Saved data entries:
○ ○ ○ ○ ○ ○ ○
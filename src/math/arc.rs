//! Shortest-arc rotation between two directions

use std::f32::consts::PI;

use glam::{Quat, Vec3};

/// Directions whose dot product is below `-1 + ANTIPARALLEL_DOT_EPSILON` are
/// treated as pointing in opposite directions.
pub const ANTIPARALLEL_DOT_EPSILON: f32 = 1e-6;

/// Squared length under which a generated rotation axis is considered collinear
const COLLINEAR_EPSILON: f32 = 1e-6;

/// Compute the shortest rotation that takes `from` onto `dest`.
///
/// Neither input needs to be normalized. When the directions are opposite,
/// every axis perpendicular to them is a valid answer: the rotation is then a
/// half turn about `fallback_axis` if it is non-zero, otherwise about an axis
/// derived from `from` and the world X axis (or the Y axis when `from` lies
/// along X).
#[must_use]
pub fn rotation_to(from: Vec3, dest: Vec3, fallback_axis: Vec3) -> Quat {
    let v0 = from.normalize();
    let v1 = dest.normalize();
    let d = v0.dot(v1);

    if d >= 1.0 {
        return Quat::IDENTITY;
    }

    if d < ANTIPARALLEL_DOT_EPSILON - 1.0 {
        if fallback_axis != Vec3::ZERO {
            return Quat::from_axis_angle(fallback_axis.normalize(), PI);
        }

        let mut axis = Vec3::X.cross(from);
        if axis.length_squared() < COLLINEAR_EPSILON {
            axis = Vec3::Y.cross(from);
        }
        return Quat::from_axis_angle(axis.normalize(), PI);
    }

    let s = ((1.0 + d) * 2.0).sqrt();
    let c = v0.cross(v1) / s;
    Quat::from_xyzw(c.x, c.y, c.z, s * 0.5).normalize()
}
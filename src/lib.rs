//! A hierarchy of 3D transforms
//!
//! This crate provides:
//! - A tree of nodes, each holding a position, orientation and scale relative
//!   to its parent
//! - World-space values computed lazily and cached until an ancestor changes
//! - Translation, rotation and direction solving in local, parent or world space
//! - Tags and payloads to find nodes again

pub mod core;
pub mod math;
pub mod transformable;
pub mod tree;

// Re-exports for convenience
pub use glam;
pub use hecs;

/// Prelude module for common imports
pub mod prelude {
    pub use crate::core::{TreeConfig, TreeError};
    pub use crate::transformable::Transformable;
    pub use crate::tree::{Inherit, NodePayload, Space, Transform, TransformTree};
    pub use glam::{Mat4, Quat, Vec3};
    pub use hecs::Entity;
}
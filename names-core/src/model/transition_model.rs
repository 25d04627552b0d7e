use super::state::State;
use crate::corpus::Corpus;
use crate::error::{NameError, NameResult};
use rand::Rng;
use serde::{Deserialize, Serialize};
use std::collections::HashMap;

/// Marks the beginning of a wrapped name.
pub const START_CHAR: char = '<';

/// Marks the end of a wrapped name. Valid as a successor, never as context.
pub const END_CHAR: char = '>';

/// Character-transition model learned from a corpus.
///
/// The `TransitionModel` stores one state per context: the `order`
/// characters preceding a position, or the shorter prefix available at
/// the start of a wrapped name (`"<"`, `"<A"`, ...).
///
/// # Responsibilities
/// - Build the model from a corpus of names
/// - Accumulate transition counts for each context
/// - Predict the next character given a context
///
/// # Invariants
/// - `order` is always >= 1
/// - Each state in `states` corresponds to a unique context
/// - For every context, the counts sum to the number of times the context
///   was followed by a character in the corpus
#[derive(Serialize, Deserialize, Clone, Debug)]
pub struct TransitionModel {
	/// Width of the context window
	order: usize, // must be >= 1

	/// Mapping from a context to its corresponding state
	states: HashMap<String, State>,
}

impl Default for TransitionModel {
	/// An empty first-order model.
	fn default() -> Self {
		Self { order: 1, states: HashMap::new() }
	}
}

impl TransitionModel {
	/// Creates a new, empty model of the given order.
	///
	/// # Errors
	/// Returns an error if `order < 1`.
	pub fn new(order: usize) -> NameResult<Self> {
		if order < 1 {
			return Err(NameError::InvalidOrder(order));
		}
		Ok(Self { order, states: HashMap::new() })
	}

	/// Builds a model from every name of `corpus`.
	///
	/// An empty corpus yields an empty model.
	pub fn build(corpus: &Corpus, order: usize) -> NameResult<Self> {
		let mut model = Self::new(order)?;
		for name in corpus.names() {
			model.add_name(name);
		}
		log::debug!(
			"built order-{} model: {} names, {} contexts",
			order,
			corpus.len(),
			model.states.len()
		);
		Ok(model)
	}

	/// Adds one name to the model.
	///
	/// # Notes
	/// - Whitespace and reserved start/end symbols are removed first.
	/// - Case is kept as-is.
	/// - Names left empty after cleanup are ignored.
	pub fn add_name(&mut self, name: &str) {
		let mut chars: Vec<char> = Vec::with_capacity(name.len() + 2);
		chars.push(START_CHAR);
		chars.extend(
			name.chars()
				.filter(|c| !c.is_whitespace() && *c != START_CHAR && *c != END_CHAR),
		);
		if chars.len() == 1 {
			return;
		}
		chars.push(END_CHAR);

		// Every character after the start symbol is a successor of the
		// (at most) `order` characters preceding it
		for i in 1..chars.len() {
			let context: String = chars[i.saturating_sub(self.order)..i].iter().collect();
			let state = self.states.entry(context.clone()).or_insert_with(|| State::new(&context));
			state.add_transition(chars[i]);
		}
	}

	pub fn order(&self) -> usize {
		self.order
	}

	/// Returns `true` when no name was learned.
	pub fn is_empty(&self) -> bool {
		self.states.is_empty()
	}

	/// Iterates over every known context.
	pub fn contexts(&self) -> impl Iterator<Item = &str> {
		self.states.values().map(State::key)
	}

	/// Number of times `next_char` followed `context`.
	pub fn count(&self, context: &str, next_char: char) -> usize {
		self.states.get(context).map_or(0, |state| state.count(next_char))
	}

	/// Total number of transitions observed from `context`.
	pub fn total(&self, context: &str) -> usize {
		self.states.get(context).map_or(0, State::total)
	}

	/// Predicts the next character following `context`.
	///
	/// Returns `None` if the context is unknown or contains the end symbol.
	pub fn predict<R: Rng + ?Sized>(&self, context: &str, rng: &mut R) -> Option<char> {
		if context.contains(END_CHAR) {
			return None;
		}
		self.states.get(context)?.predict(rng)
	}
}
○ ○ ○ ○ ○ ○ ○
Directions for this task — The required answer is the exact run of lines above starting at the line with "empty first-order model." and ending at the line with "if order < 1", with both ends present.

Expected answer —
	/// An empty first-order model.
	fn default() -> Self {
		Self { order: 1, states: HashMap::new() }
	}
}

impl TransitionModel {
	/// Creates a new, empty model of the given order.
	///
	/// # Errors
	/// Returns an error if `order < 1`.
	pub fn new(order: usize) -> NameResult<Self> {
		if order < 1 {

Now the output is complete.